Households consuming less electricity might be slapped with a higher power tariff hike compared to the heavy users as four distributors have sought to increase prices for the sixth time in two years.
Like Power Development Board (PDB) on Tuesday, Dhaka Power Distribution Company (DPDC) and Dhaka Electric Supply Company (Desco) yesterday proposed a higher tariff spike for retail customers consuming less electricity.
Desco, which serves customers in areas including Mirpur, Gulshan and Tongi, proposed an average hike of 15.9 percent during a public hearing at the office of Bangladesh Energy Regulatory Commission.
The power company demands that retail tariff should rise 20.12 percent to Tk 4 a kilowatt-hour for customers using up to 75 units.
The proposed increase is 20.41 percent for customers using 76-200 units, 24.13 percent for using 201-300 units and 31.77 percent for 301-400 units.
But the state-run retailer proposed to hike prices by only 6.52 percent for customers gobbling up from 401 to 600 units and 6.57 percent for consuming more than 600 units.
The evaluation committee of the regulator has, however, recommended only a 2.01 percent average hike for Desco customers.
The committee also said there would be no need to raise retail tariff for Desco customers if its breakeven is taken into consideration, as the company has Tk 25 crore more operating revenue than it requires for the current fiscal year.
DPDC, another state-run distributor, demanded a 23.50 percent hike for retail customers, the highest among all four distributors who have so far submitted their proposals to the regulator.
It proposed a 23.42 percent hike for households consuming up to 75 units. Its proposals for five other slabs for households hover around a 23 percent spike.
But the evaluation committee of the regulator recommended a 6.03 percent average hike for the DPDC, which serves customers in areas including Mohammadpur, Old Dhaka and Narayanganj.
PDB on Tuesday proposed to increase power tariff by only two paisas for customers using more than 600 units while the rise is Tk 1.37 a unit for customers consuming less than 75 units.
The distributor proposed more than 41 percent hike for the lifeline customers who use less than 75 units, and 26.84 percent, 29.39 percent, 31.84 percent for customers using 76-200, 201-300 and 301-400 units.
But the proposed hike is a meagre 0.25 percent for customers consuming 401-600 units and 0.21 percent for using more than 601 units.

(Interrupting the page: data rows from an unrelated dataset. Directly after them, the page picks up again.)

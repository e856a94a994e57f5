mod model;
mod preprocess;
pub mod report;
mod schemas;
pub mod session;
mod stage;

pub use model::{prediction_from_scores, Backend, Classifier, OnnxBackend};
pub use preprocess::{nearest_source, preprocess, preprocess_dynamic, resize_nearest, CH, IH, IW};
pub use report::Report;
pub use schemas::*;
pub use session::{Blocked, Event, ModelStatus, RequestId, Session, Source, SourceKind};
pub use stage::*;

pub use image;

pub use tract_onnx;
pub use tract_onnx::prelude::TractResult;
use retinoscan::{Report, SourceKind, TractResult};

fn main() -> TractResult<()> {
    let mut args = std::env::args().skip(1);
    let (Some(model_path), Some(image_path)) = (args.next(), args.next()) else {
        eprintln!("usage: run <model.onnx> <fundus-image>");
        std::process::exit(2);
    };

    let classifier = retinoscan::Classifier::from_path(model_path)?;

    let img = retinoscan::image::open(image_path)?;
    let prediction = classifier.classify_dynamic(&img)?;
    print!("{}", Report::new(&prediction, SourceKind::Image));
    Ok(())
}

PDB proposed a hike of around 60 percent to Tk 4 a unit in tariff for irrigation pumps, which drew criticisms.
The company supplies electricity in cities including Chittagong, Rajshahi, Sylhet, Rangpur and all the districts except those covered by West Zone Power Distribution Company (WZPDC).
WZPDC, which serves 21 districts in the southwest Bangladesh, asked for a moderate 8.59 percent hike. The technical committee of the regulator recommended a 7.51 percent hike for its customers.
A number of consumer rights groups, business chambers and left-leaning political parties rejected the tariff hike proposals outright.
Zonayed Saki, convener of a left-wing party -- Gonosanghati Andolon, said a Tk 100 increase in electricity bills would raise house rents by Tk 500.
Ruhin Hossain Prince, a member of Communist Party of Bangladesh, came down on the distributors for proposing higher rates for the customers consuming less electricity.
"It is not acceptable. We should hold public hearings not on increasing tariff, but on bringing it down."
He warned that the tariff hike could incite unrest across the country.
Nurul Islam, a former professor of Bangladesh University of Engineering and Technology, proposed a restructure of the slabs, setting the lowest slab at 0-25 units in place of 0-75 units for taking low cost electricity to the public.
The hearing continues today and Rural Electrification Board (REB) is due to make its proposal as the country's fifth and final distributor.
The final decision on the power price hike may come later this month and the increase could be a single digit in retail tariff.
In September 2012, the BERC last increased the retail power tariff -- the rate the distributors charge end-users -- by 15 percent to Tk 5.75 per unit.
BERC Chairman AR Khan, who presided over the hearing, said the commission would take decision keeping the interests of the consumers in mind.
Meanwhile, activists of Communist Party of Bangladesh and Bangladesher Samajtantrik Dal staged a sit-in in front of the BERC office in Karwan Bazar to protest the planned hike in electricity prices.